Miami’s Smith was all too happy to match Carey, allowing only a walk through the first 3.2 innings and falling behind only one batter. The first Blue Devil in scoring position was Matt, who singled to right with two outs in the fourth, then stole second. But Smith easily induced a pop-out to third from Rothenberg to get out of trouble.

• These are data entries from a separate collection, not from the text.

//! Loop bridge metrics collection.

use std::sync::atomic::{AtomicU64, Ordering};

use chrono::{DateTime, Utc};

/// Loop bridge metrics.
///
/// Shared between the main thread and the select thread.
#[derive(Debug, Default)]
pub struct BridgeMetrics {
    /// Host loop iterations that reached AfterWaiting.
    pub iterations: AtomicU64,

    /// Foreign dispatch calls.
    pub dispatches: AtomicU64,

    /// Zero-timeout probes made on the main thread.
    pub sync_probes: AtomicU64,

    /// Polls handed to the select thread.
    pub async_polls: AtomicU64,

    /// Blocking polls made by the select thread.
    pub worker_polls: AtomicU64,

    /// Transitions into PollingRestart.
    pub worker_restarts: AtomicU64,

    /// Bytes written to the select thread wakeup pipe.
    pub worker_interrupts: AtomicU64,

    /// One-shot wakeup timers armed on the host loop.
    pub timers_armed: AtomicU64,

    /// Failed attempts to acquire the foreign context.
    pub acquire_failures: AtomicU64,

    /// Failed attempts to spawn the select thread.
    pub spawn_failures: AtomicU64,
}

impl BridgeMetrics {
    /// Create new metrics.
    pub fn new() -> Self {
        Self::default()
    }

    pub fn record_iteration(&self) {
        self.iterations.fetch_add(1, Ordering::Relaxed);
    }

    pub fn record_dispatch(&self) {
        self.dispatches.fetch_add(1, Ordering::Relaxed);
    }

    pub fn record_sync_probe(&self) {
        self.sync_probes.fetch_add(1, Ordering::Relaxed);
    }

    pub fn record_async_poll(&self) {
        self.async_polls.fetch_add(1, Ordering::Relaxed);
    }

    pub fn record_worker_poll(&self) {
        self.worker_polls.fetch_add(1, Ordering::Relaxed);
    }

    pub fn record_worker_restart(&self) {
        self.worker_restarts.fetch_add(1, Ordering::Relaxed);
    }

    pub fn record_worker_interrupt(&self) {
        self.worker_interrupts.fetch_add(1, Ordering::Relaxed);
    }

    pub fn record_timer_armed(&self) {
        self.timers_armed.fetch_add(1, Ordering::Relaxed);
    }

    pub fn record_acquire_failure(&self) {
        self.acquire_failures.fetch_add(1, Ordering::Relaxed);
    }

    pub fn record_spawn_failure(&self) {
        self.spawn_failures.fetch_add(1, Ordering::Relaxed);
    }

    /// Get a snapshot of the metrics.
    pub fn snapshot(&self) -> MetricsSnapshot {
        MetricsSnapshot {
            timestamp: Utc::now(),
            iterations: self.iterations.load(Ordering::Relaxed),
            dispatches: self.dispatches.load(Ordering::Relaxed),
            sync_probes: self.sync_probes.load(Ordering::Relaxed),
            async_polls: self.async_polls.load(Ordering::Relaxed),
            worker_polls: self.worker_polls.load(Ordering::Relaxed),
            worker_restarts: self.worker_restarts.load(Ordering::Relaxed),
            worker_interrupts: self.worker_interrupts.load(Ordering::Relaxed),
            timers_armed: self.timers_armed.load(Ordering::Relaxed),
            acquire_failures: self.acquire_failures.load(Ordering::Relaxed),
            spawn_failures: self.spawn_failures.load(Ordering::Relaxed),
        }
    }
}

/// Snapshot of metrics at a point in time.
#[derive(Debug, Clone)]
pub struct MetricsSnapshot {
    pub timestamp: DateTime<Utc>,
    pub iterations: u64,
    pub dispatches: u64,
    pub sync_probes: u64,
    pub async_polls: u64,
    pub worker_polls: u64,
    pub worker_restarts: u64,
    pub worker_interrupts: u64,
    pub timers_armed: u64,
    pub acquire_failures: u64,
    pub spawn_failures: u64,
}

impl MetricsSnapshot {
    /// Fraction of iterations that dispatched foreign callbacks.
    pub fn dispatch_ratio(&self) -> f64 {
        if self.iterations == 0 {
            return 0.0;
        }
        self.dispatches as f64 / self.iterations as f64
    }

    /// Async polls served per blocking poll on the select thread.
    pub fn polls_per_worker_wait(&self) -> f64 {
        if self.worker_polls == 0 {
            return 0.0;
        }
        self.async_polls as f64 / self.worker_polls as f64
    }
}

Duke should’ve been able to put that same pressure on in the fifth inning, when Blue Devil first baseman Chris Crabtree smoked a fastball high and deep to right-centerfield. But by some grace of God, the ball bounced off the top of the tall wall. Crabtree should’ve still been on second with a double, but he started celebrating the would-be homer out of the box, and only started running when he made the turn around first, leaving him with a single. Second baseman Graham Pauley immediately grounded into a double play, and a Nichols strikeout closed what was Smith’s final inning.

Miami got its third double off Carey to lead off the sixth, a soft liner from right fielder Christian Del Castillo through the five-hole generated by the shift. Morales came up to bat next, and Carey couldn’t get away with three straight sliders against him, as the third caught too much plate and the third baseman laced a hard-hit double over center fielder Joey Loperfido’s head. A Toral groundout to Pauley put Morales on third, and a sharp grounder to short off of designated hitter Raymond Gil’s bat looked like it’d catch Morales trying to go home. But Duke shortstop Ethan Murray’s throw was a couple inches too wide up the first-base line, and Rothenberg couldn’t corral the ball.

Carey got shortstop Dominic Pitelli to strikeout and Rothenberg backpicked Gil to end the inning, but the Hurricanes had taken a 2-0 lead in Carey’s final inning.

Duke didn’t have much of an immediate response in the bottom of the sixth, and Miami went down relatively easily against fireman reliever Marcus Johnson in the top of the seventh. But Duke came out swinging in the home seventh, with Schreck crushing a ball off the right field wall so hard he had to settle for a single, and Matt then lining an inside-out double to right field.

The ever-patient Rothenberg followed, and took ball one inside, before pouncing on a high fastball and hitting a sharp liner up the middle. The ball rushed into center field as Schreck and Matt both came home to tie the game at two runs each.

“I was just talking with our Associate AD: when the draft was shortened last year, and Mike Rothenberg didn't go in the draft, it was a really difficult time for him,” Pollard said. “And he really wrestled with whether or not to sign as a free agent and start his professional career. He had a lot of people telling him he should. To his credit, and to his mom and dad's credit, they really value this Duke experience—not just the Duke education, but the entire experience he's had here. And I told him, standing here in the hallway just a minute ago, I said 'That moment is great validation for why you came back.' And I couldn't be more excited for him.”

Duke was already a good bet to make the NCAA tournament coming into the ACC tournament, and this win all but guarantees a berth. The Blue Devils do have something exciting in the meanwhile, an ACC semifinals game Saturday, against the winner of the Notre Dame-Virginia game that takes place Friday.